= Beginning of Section =

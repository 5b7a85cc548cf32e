use std::path::{Path, PathBuf};

use globset::{Glob, GlobSet, GlobSetBuilder};
use ignore::WalkBuilder;
use serde::Serialize;
use tracing::warn;

use crate::error::AnalyzeError;

/// Directory that could not be read during the scan. The scan continues
/// with its siblings.
#[derive(Debug, Clone, PartialEq, Eq, Serialize)]
pub struct ScanWarning {
    pub path: String,
    pub message: String,
}

/// Stylesheets found under a root, in walk order, plus every directory that
/// could not be read.
#[derive(Debug, Default)]
pub struct ScanResult {
    pub files: Vec<PathBuf>,
    pub warnings: Vec<ScanWarning>,
}

/// Decides which walked files are stylesheets worth analyzing.
pub struct StylesheetFilter {
    extension: String,
    backup_marker: String,
    excludes: GlobSet,
}

impl StylesheetFilter {
    /// `extension` is matched against the end of the file name (a leading
    /// dot is added when missing). Paths containing `backup_marker` and
    /// paths matching any `exclude` glob are rejected.
    pub fn new(
        extension: &str,
        backup_marker: &str,
        exclude: &[String],
    ) -> Result<Self, AnalyzeError> {
        let mut builder = GlobSetBuilder::new();
        for pattern in exclude {
            let glob = Glob::new(pattern).map_err(|err| AnalyzeError::Pattern {
                pattern: pattern.clone(),
                message: err.kind().to_string(),
            })?;
            builder.add(glob);
        }
        let excludes = builder.build().map_err(|err| AnalyzeError::Pattern {
            pattern: exclude.join(", "),
            message: err.to_string(),
        })?;

        let extension = if extension.starts_with('.') {
            extension.to_string()
        } else {
            format!(".{extension}")
        };

        Ok(Self {
            extension,
            backup_marker: backup_marker.to_string(),
            excludes,
        })
    }

    /// Check a path relative to the scan root.
    pub fn accepts(&self, relative: &Path) -> bool {
        let Some(name) = relative.file_name().and_then(|n| n.to_str()) else {
            return false;
        };
        if !name.ends_with(&self.extension) {
            return false;
        }
        if !self.backup_marker.is_empty()
            && relative.to_string_lossy().contains(&self.backup_marker)
        {
            return false;
        }
        !self.excludes.is_match(relative)
    }
}

/// Best-effort path for a walk error, looking through the wrapping layers
/// `ignore` adds.
fn error_path(err: &ignore::Error) -> Option<&Path> {
    match err {
        ignore::Error::WithPath { path, .. } => Some(path.as_path()),
        ignore::Error::WithDepth { err, .. } | ignore::Error::WithLineNumber { err, .. } => {
            error_path(err)
        }
        ignore::Error::Loop { child, .. } => Some(child.as_path()),
        _ => None,
    }
}

/// Strip a leading `./` so reported paths read `css/a.css`, not `./css/a.css`.
pub fn display_path(path: &Path) -> String {
    match path.strip_prefix(".") {
        Ok(rest) if !rest.as_os_str().is_empty() => rest.display().to_string(),
        _ => path.display().to_string(),
    }
}

/// Recursively collect stylesheets under `root`.
///
/// Every file is considered: `.gitignore` and hidden-file rules are off.
/// Symlinks are not followed, and entries are visited in file-name order so
/// repeated runs see files in the same order. Unreadable directories are
/// recorded as warnings instead of failing the scan.
pub fn find_stylesheets(root: &Path, filter: &StylesheetFilter) -> Result<ScanResult, AnalyzeError> {
    if !root.is_dir() {
        return Err(AnalyzeError::InvalidRoot {
            path: root.to_path_buf(),
        });
    }

    let walker = WalkBuilder::new(root)
        .standard_filters(false)
        .follow_links(false)
        .sort_by_file_name(|a, b| a.cmp(b))
        .build();

    let mut result = ScanResult::default();
    for entry in walker {
        let entry = match entry {
            Ok(e) => e,
            Err(err) => {
                let path = error_path(&err).unwrap_or(root);
                let warning = AnalyzeError::Scan {
                    path: path.to_path_buf(),
                    message: err.to_string(),
                };
                warn!("{warning}");
                result.warnings.push(ScanWarning {
                    path: display_path(path),
                    message: err.to_string(),
                });
                continue;
            }
        };

        if !entry.file_type().is_some_and(|ft| ft.is_file()) {
            continue;
        }

        let path = entry.path();
        let relative = path.strip_prefix(root).unwrap_or(path);
        if filter.accepts(relative) {
            result.files.push(path.to_path_buf());
        }
    }

    Ok(result)
}

#[cfg(test)]
#[path = "walk_test.rs"]
mod tests;
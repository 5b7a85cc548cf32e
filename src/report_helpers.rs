use std::fs;
use std::path::Path;

use crate::error::AnalyzeError;

/// Print a horizontal separator of box-drawing chars.
pub fn separator(width: usize) -> String {
    "\u{2500}".repeat(width)
}

/// Write a rendered report to `path`, creating missing parent directories.
pub fn write_artifact(path: &Path, contents: &str) -> Result<(), AnalyzeError> {
    let to_write_error = |source| AnalyzeError::Write {
        path: path.to_path_buf(),
        source,
    };
    if let Some(parent) = path.parent().filter(|p| !p.as_os_str().is_empty()) {
        fs::create_dir_all(parent).map_err(to_write_error)?;
    }
    fs::write(path, contents).map_err(to_write_error)
}

#[cfg(test)]
#[path = "report_helpers_test.rs"]
mod tests;
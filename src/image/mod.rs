//! Image decoding and format conversion
//!
//! The pipeline treats the codec as an opaque collaborator: it hands over an
//! input path and receives either a written output file or an error.

pub mod mock;
pub mod processor;

pub use mock::MockImageCodec;
pub use processor::ImageProcessor;

use crate::models::TargetFormat;
use crate::Result;
use async_trait::async_trait;
use std::path::Path;

#[async_trait]
pub trait ImageCodec: Send + Sync {
    /// Decode `input` and write it re-encoded as `target` to `output`.
    async fn convert(&self, input: &Path, output: &Path, target: TargetFormat) -> Result<()>;
}
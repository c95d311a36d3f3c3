//! Directory scan and batch conversion.

use crate::image::ImageCodec;
use crate::models::{
    BatchReport, CandidateFile, Config, ConversionResult, FailureKind, RunOutcome,
};
use crate::{Error, Result};
use std::collections::HashSet;
use std::io::ErrorKind;
use std::path::{Path, PathBuf};
use tracing::{debug, info, warn};

/// Converts every accepted image directly inside a directory, one at a time.
pub struct ConversionPipeline {
    codec: Box<dyn ImageCodec>,
    config: Config,
}

impl ConversionPipeline {
    pub fn new(codec: Box<dyn ImageCodec>, config: Config) -> Self {
        Self { codec, config }
    }

    pub fn config(&self) -> &Config {
        &self.config
    }

    /// List candidate files in `dir`, sorted by file name.
    ///
    /// Any error while listing the directory aborts the scan with
    /// [`Error::DirectoryUnavailable`]; no partial listing is returned.
    pub async fn scan(&self, dir: &Path) -> Result<Vec<CandidateFile>> {
        let unavailable = |source: std::io::Error| Error::DirectoryUnavailable {
            path: dir.to_path_buf(),
            source,
        };

        let mut entries = tokio::fs::read_dir(dir).await.map_err(unavailable)?;
        let mut paths: Vec<PathBuf> = Vec::new();

        while let Some(entry) = entries.next_entry().await.map_err(unavailable)? {
            let path = entry.path();
            if !self.config.accepts(&path) {
                continue;
            }
            // Follows symlinks; directories and dangling links are not candidates.
            match tokio::fs::metadata(&path).await {
                Ok(meta) if meta.is_file() => paths.push(path),
                Ok(_) => debug!("Ignoring non-file entry {}", path.display()),
                Err(e) => debug!("Ignoring unreadable entry {}: {}", path.display(), e),
            }
        }

        paths.sort_by(|a, b| a.file_name().cmp(&b.file_name()));
        debug!("Found {} candidate(s) in {}", paths.len(), dir.display());

        Ok(paths
            .into_iter()
            .map(|path| CandidateFile::new(path, self.config.target_format))
            .collect())
    }

    /// Convert a single candidate. Never fails the batch: every problem is
    /// folded into the returned [`ConversionResult`].
    pub async fn convert_one(&self, candidate: &CandidateFile) -> ConversionResult {
        let target = self.config.target_format;

        if writes_over_input(&candidate.input_path, target.extension()) {
            return ConversionResult::Skipped {
                reason: format!("already a .{} file", target.extension()),
            };
        }

        let original_bytes = match tokio::fs::metadata(&candidate.input_path).await {
            Ok(meta) => meta.len(),
            Err(e) => return failed(FailureKind::StatFailed, &candidate.input_path, e),
        };

        match tokio::fs::remove_file(&candidate.output_path).await {
            Ok(()) => debug!("Removed stale output {}", candidate.output_path.display()),
            Err(e) if e.kind() == ErrorKind::NotFound => {}
            Err(e) => {
                return failed(
                    FailureKind::StaleOutputDeleteFailed,
                    &candidate.output_path,
                    e,
                )
            }
        }

        if let Err(e) = self
            .codec
            .convert(&candidate.input_path, &candidate.output_path, target)
            .await
        {
            return failed(FailureKind::ConversionFailed, &candidate.input_path, e);
        }

        match tokio::fs::metadata(&candidate.output_path).await {
            Ok(meta) => ConversionResult::Converted {
                original_bytes,
                new_bytes: meta.len(),
            },
            Err(e) => failed(FailureKind::StatFailed, &candidate.output_path, e),
        }
    }

    pub async fn run(&self, dir: &Path) -> Result<RunOutcome> {
        self.run_with_progress(dir, |_| {}).await
    }

    /// Like [`run`](Self::run), calling `on_file` before each candidate.
    pub async fn run_with_progress<F>(&self, dir: &Path, mut on_file: F) -> Result<RunOutcome>
    where
        F: FnMut(&CandidateFile),
    {
        let candidates = self.scan(dir).await?;
        if candidates.is_empty() {
            info!("No images found in {}", dir.display());
            return Ok(RunOutcome::NoCandidates);
        }

        info!(
            "Converting {} image(s) in {} to {}",
            candidates.len(),
            dir.display(),
            self.config.target_format
        );

        let mut report = BatchReport::new(self.config.target_format, candidates.len());
        let sources: HashSet<String> = candidates
            .iter()
            .map(|c| path_key(&c.input_path))
            .collect();
        let mut outputs: HashSet<&Path> = HashSet::new();

        for candidate in &candidates {
            on_file(candidate);

            // Another source image may live at the derived output path; the
            // pre-clean step would delete it.
            let result = if sources.contains(&path_key(&candidate.output_path)) {
                ConversionResult::Skipped {
                    reason: format!(
                        "output {} would overwrite a source image",
                        candidate.output_path.display()
                    ),
                }
            } else {
                if !outputs.insert(candidate.output_path.as_path()) {
                    warn!(
                        "{} overwrites an output produced earlier in this run: {}",
                        candidate.name,
                        candidate.output_path.display()
                    );
                }
                self.convert_one(candidate).await
            };
            match &result {
                ConversionResult::Converted {
                    original_bytes,
                    new_bytes,
                } => info!(
                    "Converted {} ({} -> {} bytes)",
                    candidate.name, original_bytes, new_bytes
                ),
                ConversionResult::Skipped { reason } => {
                    warn!("Skipped {}: {}", candidate.name, reason)
                }
                ConversionResult::Failed { kind, message } => {
                    warn!("Failed {}: {}: {}", candidate.name, kind, message)
                }
            }
            report.record(candidate, result);
        }

        info!(
            "Converted {}/{} image(s), {} failure(s)",
            report.converted_count,
            report.candidate_count,
            report.failures.len()
        );
        Ok(RunOutcome::Completed(report))
    }
}

fn writes_over_input(input: &Path, target_extension: &str) -> bool {
    input
        .extension()
        .and_then(|ext| ext.to_str())
        .map(|ext| ext.eq_ignore_ascii_case(target_extension))
        .unwrap_or(false)
}

/// Case-folded so that `a.JPG` and `a.jpg` collide, as they do on
/// case-insensitive filesystems.
fn path_key(path: &Path) -> String {
    path.to_string_lossy().to_lowercase()
}

fn failed(kind: FailureKind, path: &Path, err: impl std::fmt::Display) -> ConversionResult {
    ConversionResult::Failed {
        kind,
        message: format!("{}: {}", path.display(), err),
    }
}
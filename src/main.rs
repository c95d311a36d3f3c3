use anyhow::Result;
use clap::Parser;
use console::style;
use dialoguer::Input;
use indicatif::{ProgressBar, ProgressStyle};
use std::path::PathBuf;
use std::time::Duration;
use tracing::{error, info};
use tracing_subscriber::{layer::SubscriberExt, util::SubscriberInitExt};
use webp_converter::image::ImageProcessor;
use webp_converter::models::{Config, RunOutcome};
use webp_converter::summary::{summary_entries, Tone};
use webp_converter::ConversionPipeline;

#[derive(Debug, Parser)]
#[command(name = "webp-converter")]
#[command(about = "Convert JPG, JPEG, and PNG images in a directory to WebP")]
struct CliArgs {
    /// Directory containing the images. Prompted for when omitted.
    #[arg(value_name = "DIRECTORY")]
    directory: Option<PathBuf>,

    /// Print the batch report as JSON instead of a text summary.
    #[arg(long)]
    json: bool,
}

fn prompt_directory() -> Result<PathBuf> {
    let cwd = std::env::current_dir()?;
    println!("Current directory: {}", cwd.display());
    let input: String = Input::new().with_prompt("Path to images").interact_text()?;
    Ok(PathBuf::from(input.trim()))
}

fn spinner() -> ProgressBar {
    let pb = ProgressBar::new_spinner();
    pb.set_style(
        ProgressStyle::default_spinner()
            .template("{spinner} {msg}")
            .unwrap_or_else(|_| ProgressStyle::default_spinner()),
    );
    pb.enable_steady_tick(Duration::from_millis(100));
    pb.set_message("Processing images...");
    pb
}

#[tokio::main]
async fn main() -> Result<()> {
    tracing_subscriber::registry()
        .with(
            tracing_subscriber::EnvFilter::try_from_default_env()
                .unwrap_or_else(|_| "webp_converter=info".into()),
        )
        .with(tracing_subscriber::fmt::layer().with_writer(std::io::stderr))
        .init();

    let args = CliArgs::parse();

    let config = match Config::from_env() {
        Ok(config) => config,
        Err(e) => {
            error!("Invalid configuration: {}", e);
            std::process::exit(1);
        }
    };

    let directory = match args.directory {
        Some(dir) => dir,
        None => prompt_directory()?,
    };

    info!("Starting conversion in {}", directory.display());

    let pipeline = ConversionPipeline::new(Box::new(ImageProcessor::new()), config);
    info!("Target format: {}", pipeline.config().target_format);
    let pb = spinner();

    let outcome = pipeline
        .run_with_progress(&directory, |candidate| {
            pb.set_message(format!("Processing {}...", candidate.name));
        })
        .await;

    match outcome {
        Ok(RunOutcome::NoCandidates) => {
            pb.abandon_with_message("No images found to convert.");
            Ok(())
        }
        Ok(RunOutcome::Completed(report)) => {
            if report.failures.is_empty() {
                pb.finish_with_message("All images have been converted.");
            } else {
                pb.finish_with_message(format!(
                    "Finished with {} failure(s).",
                    report.failures.len()
                ));
            }

            if args.json {
                println!("{}", report.to_json()?);
            } else {
                for (tone, line) in summary_entries(&report) {
                    let styled = match tone {
                        Tone::Plain => style(line),
                        Tone::Original => style(line).red(),
                        Tone::Converted => style(line).green(),
                        Tone::Saved => style(line).white().bold(),
                        Tone::Problem => style(line).yellow(),
                    };
                    println!("{}", styled);
                }
            }
            Ok(())
        }
        Err(e) => {
            pb.abandon_with_message(format!("Error reading directory: {}", e));
            error!("Conversion aborted: {}", e);
            std::process::exit(1);
        }
    }
}

#[cfg(test)]
mod tests {
    use super::CliArgs;
    use clap::Parser;
    use std::path::PathBuf;

    #[test]
    fn test_cli_directory_argument() {
        let args = CliArgs::try_parse_from(["webp-converter", "./photos", "--json"]).unwrap();
        assert_eq!(args.directory, Some(PathBuf::from("./photos")));
        assert!(args.json);
    }

    #[test]
    fn test_cli_directory_is_optional() {
        let args = CliArgs::try_parse_from(["webp-converter"]).unwrap();
        assert!(args.directory.is_none());
        assert!(!args.json);
    }
}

= End of Section =

== WHAT IS REQUIRED ==
Copy every line of the material in which the word "WalkBuilder" occurs.

== ANSWER SECTION ==
use ignore::WalkBuilder;
    let walker = WalkBuilder::new(root)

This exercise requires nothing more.